# [ASSIGNMENT]
Within the entries below, find the portion that opens with the line containing "horizon in years." and closes with the line containing "rounding never accumulates.". Retype that portion exactly and only.

**** INPUT DATA ****

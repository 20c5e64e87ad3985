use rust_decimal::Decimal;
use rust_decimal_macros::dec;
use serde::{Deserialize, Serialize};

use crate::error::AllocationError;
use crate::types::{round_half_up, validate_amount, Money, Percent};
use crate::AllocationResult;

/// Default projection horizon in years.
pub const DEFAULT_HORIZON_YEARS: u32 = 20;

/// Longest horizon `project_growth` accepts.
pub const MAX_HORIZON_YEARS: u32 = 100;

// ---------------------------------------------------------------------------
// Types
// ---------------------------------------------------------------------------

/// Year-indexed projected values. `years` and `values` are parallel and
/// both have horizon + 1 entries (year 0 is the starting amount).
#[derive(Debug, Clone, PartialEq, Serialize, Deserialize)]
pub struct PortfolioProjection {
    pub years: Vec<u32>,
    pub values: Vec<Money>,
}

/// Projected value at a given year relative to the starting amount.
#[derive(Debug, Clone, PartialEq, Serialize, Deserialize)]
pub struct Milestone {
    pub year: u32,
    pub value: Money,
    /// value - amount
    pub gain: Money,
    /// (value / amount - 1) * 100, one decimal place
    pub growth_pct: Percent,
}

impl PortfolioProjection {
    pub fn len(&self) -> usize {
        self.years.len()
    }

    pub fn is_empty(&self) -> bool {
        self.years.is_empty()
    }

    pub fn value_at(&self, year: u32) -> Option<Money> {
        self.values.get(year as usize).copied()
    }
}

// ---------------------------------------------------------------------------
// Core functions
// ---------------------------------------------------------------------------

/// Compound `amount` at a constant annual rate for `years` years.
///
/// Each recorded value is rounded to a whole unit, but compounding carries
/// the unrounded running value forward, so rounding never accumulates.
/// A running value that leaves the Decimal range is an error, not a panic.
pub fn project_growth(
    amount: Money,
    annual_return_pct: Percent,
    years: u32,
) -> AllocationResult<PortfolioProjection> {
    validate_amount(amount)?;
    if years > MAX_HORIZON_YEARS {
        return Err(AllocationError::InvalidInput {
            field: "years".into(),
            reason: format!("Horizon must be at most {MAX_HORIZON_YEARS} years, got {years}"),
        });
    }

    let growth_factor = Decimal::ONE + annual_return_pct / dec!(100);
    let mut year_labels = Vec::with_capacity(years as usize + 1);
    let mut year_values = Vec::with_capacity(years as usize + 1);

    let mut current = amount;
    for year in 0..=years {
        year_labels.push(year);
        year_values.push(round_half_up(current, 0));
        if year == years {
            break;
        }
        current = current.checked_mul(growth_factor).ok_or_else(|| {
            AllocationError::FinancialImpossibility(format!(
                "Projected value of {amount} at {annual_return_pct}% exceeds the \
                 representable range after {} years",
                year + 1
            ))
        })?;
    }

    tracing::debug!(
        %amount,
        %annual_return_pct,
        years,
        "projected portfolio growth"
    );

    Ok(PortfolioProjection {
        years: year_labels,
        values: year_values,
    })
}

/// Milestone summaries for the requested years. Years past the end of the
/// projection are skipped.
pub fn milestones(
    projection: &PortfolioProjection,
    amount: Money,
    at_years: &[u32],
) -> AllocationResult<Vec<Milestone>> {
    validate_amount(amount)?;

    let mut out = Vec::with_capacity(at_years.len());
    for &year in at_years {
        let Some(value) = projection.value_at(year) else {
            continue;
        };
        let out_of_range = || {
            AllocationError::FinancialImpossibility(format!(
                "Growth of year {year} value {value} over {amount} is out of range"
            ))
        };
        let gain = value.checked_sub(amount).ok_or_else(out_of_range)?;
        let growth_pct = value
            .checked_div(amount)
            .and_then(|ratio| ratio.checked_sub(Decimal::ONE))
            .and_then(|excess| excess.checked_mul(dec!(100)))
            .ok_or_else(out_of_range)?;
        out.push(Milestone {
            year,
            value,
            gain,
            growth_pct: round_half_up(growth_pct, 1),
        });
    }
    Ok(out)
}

****
**** INPUT DATA ****

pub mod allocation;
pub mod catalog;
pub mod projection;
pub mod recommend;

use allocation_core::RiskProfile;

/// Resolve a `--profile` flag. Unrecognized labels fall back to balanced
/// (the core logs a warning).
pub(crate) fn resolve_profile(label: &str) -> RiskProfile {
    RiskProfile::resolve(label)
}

****

# [ANSWER TO THIS EXERCISE]
/// Default projection horizon in years.
pub const DEFAULT_HORIZON_YEARS: u32 = 20;

/// Longest horizon `project_growth` accepts.
pub const MAX_HORIZON_YEARS: u32 = 100;

// ---------------------------------------------------------------------------
// Types
// ---------------------------------------------------------------------------

/// Year-indexed projected values. `years` and `values` are parallel and
/// both have horizon + 1 entries (year 0 is the starting amount).
#[derive(Debug, Clone, PartialEq, Serialize, Deserialize)]
pub struct PortfolioProjection {
    pub years: Vec<u32>,
    pub values: Vec<Money>,
}

/// Projected value at a given year relative to the starting amount.
#[derive(Debug, Clone, PartialEq, Serialize, Deserialize)]
pub struct Milestone {
    pub year: u32,
    pub value: Money,
    /// value - amount
    pub gain: Money,
    /// (value / amount - 1) * 100, one decimal place
    pub growth_pct: Percent,
}

impl PortfolioProjection {
    pub fn len(&self) -> usize {
        self.years.len()
    }

    pub fn is_empty(&self) -> bool {
        self.years.is_empty()
    }

    pub fn value_at(&self, year: u32) -> Option<Money> {
        self.values.get(year as usize).copied()
    }
}

// ---------------------------------------------------------------------------
// Core functions
// ---------------------------------------------------------------------------

/// Compound `amount` at a constant annual rate for `years` years.
///
/// Each recorded value is rounded to a whole unit, but compounding carries
/// the unrounded running value forward, so rounding never accumulates.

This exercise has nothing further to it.